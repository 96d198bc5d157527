//! HTTP stage handlers — the AI service and the accounting bridge.
//!
//! One handler type serves every remote stage: POST the stage payload
//! to `<base>/<stage>` and map the response onto the outcome contract.
//! 2xx is success and the body is the stage output, 4xx is fatal (the
//! input itself is bad and retrying cannot fix it), anything else is
//! retryable.

use std::sync::Arc;

use async_trait::async_trait;
use secrecy::{ExposeSecret, SecretString};

use crate::error::HandlerError;
use crate::executor::handler::{HandlerOutcome, HandlerRegistry, StageContext, StageHandler};
use crate::model::Stage;

/// Stages served by the AI service.
pub const AI_STAGES: [Stage; 5] = [
    Stage::Classify,
    Stage::ParseEmail,
    Stage::Ocr,
    Stage::Analyze,
    Stage::ProcessAttachments,
];

/// Stages served by the accounting bridge.
pub const ACCOUNTING_STAGES: [Stage; 5] = [
    Stage::OrchestrateOrder,
    Stage::Calculate,
    Stage::Offer,
    Stage::AutoCalculate,
    Stage::GenerateOffer,
];

// ── Configuration ───────────────────────────────────────────────────

/// Classification/extraction service endpoint.
#[derive(Debug, Clone)]
pub struct AiServiceConfig {
    pub base_url: String,
    pub token: Option<SecretString>,
}

impl AiServiceConfig {
    /// Returns `None` if `MAILROOM_AI_URL` is not set (AI stages disabled).
    pub fn from_env() -> Option<Self> {
        let base_url = std::env::var("MAILROOM_AI_URL").ok()?;
        let token = std::env::var("MAILROOM_AI_TOKEN")
            .ok()
            .map(SecretString::from);
        Some(Self { base_url, token })
    }
}

/// Accounting system bridge endpoint.
#[derive(Debug, Clone)]
pub struct AccountingConfig {
    pub base_url: String,
    pub token: Option<SecretString>,
}

impl AccountingConfig {
    /// Returns `None` if `MAILROOM_ACCOUNTING_URL` is not set.
    pub fn from_env() -> Option<Self> {
        let base_url = std::env::var("MAILROOM_ACCOUNTING_URL").ok()?;
        let token = std::env::var("MAILROOM_ACCOUNTING_TOKEN")
            .ok()
            .map(SecretString::from);
        Some(Self { base_url, token })
    }
}

// ── Handler ─────────────────────────────────────────────────────────

/// A stage backed by a remote HTTP service.
pub struct HttpStageHandler {
    stage: Stage,
    dependency: &'static str,
    client: reqwest::Client,
    url: String,
    token: Option<SecretString>,
}

impl HttpStageHandler {
    pub fn new(
        stage: Stage,
        dependency: &'static str,
        client: reqwest::Client,
        base_url: &str,
        token: Option<SecretString>,
    ) -> Self {
        Self {
            stage,
            dependency,
            client,
            url: endpoint(base_url, stage),
            token,
        }
    }
}

#[async_trait]
impl StageHandler for HttpStageHandler {
    fn stage(&self) -> Stage {
        self.stage
    }

    fn dependency(&self) -> Option<&str> {
        Some(self.dependency)
    }

    async fn execute(&self, ctx: &StageContext) -> Result<HandlerOutcome, HandlerError> {
        let body = serde_json::json!({
            "message_id": ctx.message.id,
            "thread_id": ctx.message.thread_id,
            "stage": self.stage,
            "sender": ctx.message.sender,
            "subject": ctx.message.subject,
            "body": ctx.message.body,
            "attachments": ctx.message.attachments,
            "payload": ctx.task.payload,
        });

        let mut request = self.client.post(&self.url).json(&body);
        if let Some(ref token) = self.token {
            request = request.bearer_auth(token.expose_secret());
        }

        let resp = match request.send().await {
            Ok(resp) => resp,
            Err(e) => {
                return Ok(HandlerOutcome::Retry {
                    reason: format!("{} unreachable: {e}", self.dependency),
                });
            }
        };

        let status = resp.status();
        if status.is_success() {
            let output = resp
                .json::<serde_json::Value>()
                .await
                .map_err(|e| HandlerError::InvalidResponse {
                    stage: self.stage,
                    reason: e.to_string(),
                })?;
            Ok(HandlerOutcome::Success { output })
        } else if status.is_client_error() {
            let detail = resp.text().await.unwrap_or_default();
            Ok(HandlerOutcome::Fatal {
                reason: format!("{} rejected request ({status}): {detail}", self.dependency),
            })
        } else {
            Ok(HandlerOutcome::Retry {
                reason: format!("{} returned {status}", self.dependency),
            })
        }
    }
}

/// Register a handler for every AI-served stage.
pub fn register_ai_handlers(registry: &mut HandlerRegistry, config: &AiServiceConfig) {
    let client = reqwest::Client::new();
    for stage in AI_STAGES {
        registry.register(Arc::new(HttpStageHandler::new(
            stage,
            "ai",
            client.clone(),
            &config.base_url,
            config.token.clone(),
        )));
    }
}

/// Register a handler for every accounting-served stage.
pub fn register_accounting_handlers(registry: &mut HandlerRegistry, config: &AccountingConfig) {
    let client = reqwest::Client::new();
    for stage in ACCOUNTING_STAGES {
        registry.register(Arc::new(HttpStageHandler::new(
            stage,
            "accounting",
            client.clone(),
            &config.base_url,
            config.token.clone(),
        )));
    }
}

/// Endpoint for a stage: `<base>/<stage name>`.
fn endpoint(base_url: &str, stage: Stage) -> String {
    format!("{}/{}", base_url.trim_end_matches('/'), stage.as_str())
}

#[cfg(test)]
mod tests {
    use super::*;

    #[test]
    fn endpoint_joins_cleanly() {
        assert_eq!(
            endpoint("http://ai.local:8100", Stage::Classify),
            "http://ai.local:8100/classify"
        );
        assert_eq!(
            endpoint("http://ai.local:8100/", Stage::ParseEmail),
            "http://ai.local:8100/parse_email"
        );
    }

    #[test]
    fn remote_stage_lists_are_disjoint() {
        for stage in AI_STAGES {
            assert!(!ACCOUNTING_STAGES.contains(&stage));
        }
    }

    #[test]
    fn registration_covers_every_remote_stage() {
        let mut registry = HandlerRegistry::new();
        let config = AiServiceConfig {
            base_url: "http://ai.local".into(),
            token: None,
        };
        register_ai_handlers(&mut registry, &config);

        let accounting = AccountingConfig {
            base_url: "http://accounting.local".into(),
            token: None,
        };
        register_accounting_handlers(&mut registry, &accounting);

        assert_eq!(registry.len(), AI_STAGES.len() + ACCOUNTING_STAGES.len());
        for stage in AI_STAGES.into_iter().chain(ACCOUNTING_STAGES) {
            let handler = registry.get(stage).unwrap();
            assert_eq!(handler.stage(), stage);
        }
    }

    #[test]
    fn dependencies_follow_the_serving_service() {
        let client = reqwest::Client::new();
        let ai = HttpStageHandler::new(Stage::Classify, "ai", client.clone(), "http://x", None);
        assert_eq!(ai.dependency(), Some("ai"));

        let acc = HttpStageHandler::new(
            Stage::OrchestrateOrder,
            "accounting",
            client,
            "http://x",
            None,
        );
        assert_eq!(acc.dependency(), Some("accounting"));
    }
}
use chrono::{TimeZone, Utc};
use community_types::{
    Community, CommunityAggregates, CommunityId, CommunityModeratorView, CommunityView,
    LocalUserView, MyUserInfo, Person, PersonId, PersonView, SubscribedType,
};

pub const COMMUNITY_ID: CommunityId = CommunityId(17);

pub fn community() -> Community {
    Community {
        id: COMMUNITY_ID,
        name: "rust".to_string(),
        title: "Rust Programming".to_string(),
        description: Some("Talk about **Rust**.".to_string()),
        removed: false,
        deleted: false,
        nsfw: false,
        actor_id: "https://lemmy.ml/c/rust".to_string(),
        local: true,
        icon: None,
        banner: None,
        hidden: false,
        posting_restricted_to_mods: false,
        published: Utc.with_ymd_and_hms(2020, 1, 1, 0, 0, 0).unwrap(),
    }
}

pub fn community_view() -> CommunityView {
    CommunityView {
        community: community(),
        subscribed: SubscribedType::NotSubscribed,
        blocked: false,
        counts: CommunityAggregates {
            community_id: COMMUNITY_ID,
            subscribers: 12_345,
            posts: 980,
            comments: 4_021,
            users_active_day: 12,
            users_active_week: 160,
            users_active_month: 1_001,
            users_active_half_year: 3_300,
        },
    }
}

pub fn person(id: i32) -> Person {
    Person {
        id: PersonId(id),
        name: format!("user{id}"),
        display_name: None,
        avatar: None,
        actor_id: format!("https://lemmy.ml/u/user{id}"),
        local: true,
        admin: false,
        banned: false,
    }
}

pub fn user(id: i32) -> MyUserInfo {
    MyUserInfo {
        local_user_view: LocalUserView { person: person(id) },
    }
}

pub fn admin_user(id: i32) -> MyUserInfo {
    let mut info = user(id);
    info.local_user_view.person.admin = true;
    info
}

pub fn moderators(ids: &[i32]) -> Vec<CommunityModeratorView> {
    ids.iter()
        .map(|id| CommunityModeratorView {
            community: community(),
            moderator: person(*id),
        })
        .collect()
}

pub fn admins(ids: &[i32]) -> Vec<PersonView> {
    ids.iter()
        .map(|id| PersonView { person: person(*id) })
        .collect()
}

--------------------

* YOUR OBJECTIVE: Starting with the first line of the listing above and ending with the line that holds "use async_trait::async_trait;", return those lines exactly as written, both included.

* RESULT:
repository 96d198bc5d157527
//! HTTP stage handlers — the AI service and the accounting bridge.
//!
//! One handler type serves every remote stage: POST the stage payload
//! to `<base>/<stage>` and map the response onto the outcome contract.
//! 2xx is success and the body is the stage output, 4xx is fatal (the
//! input itself is bad and retrying cannot fix it), anything else is
//! retryable.

use std::sync::Arc;

use async_trait::async_trait;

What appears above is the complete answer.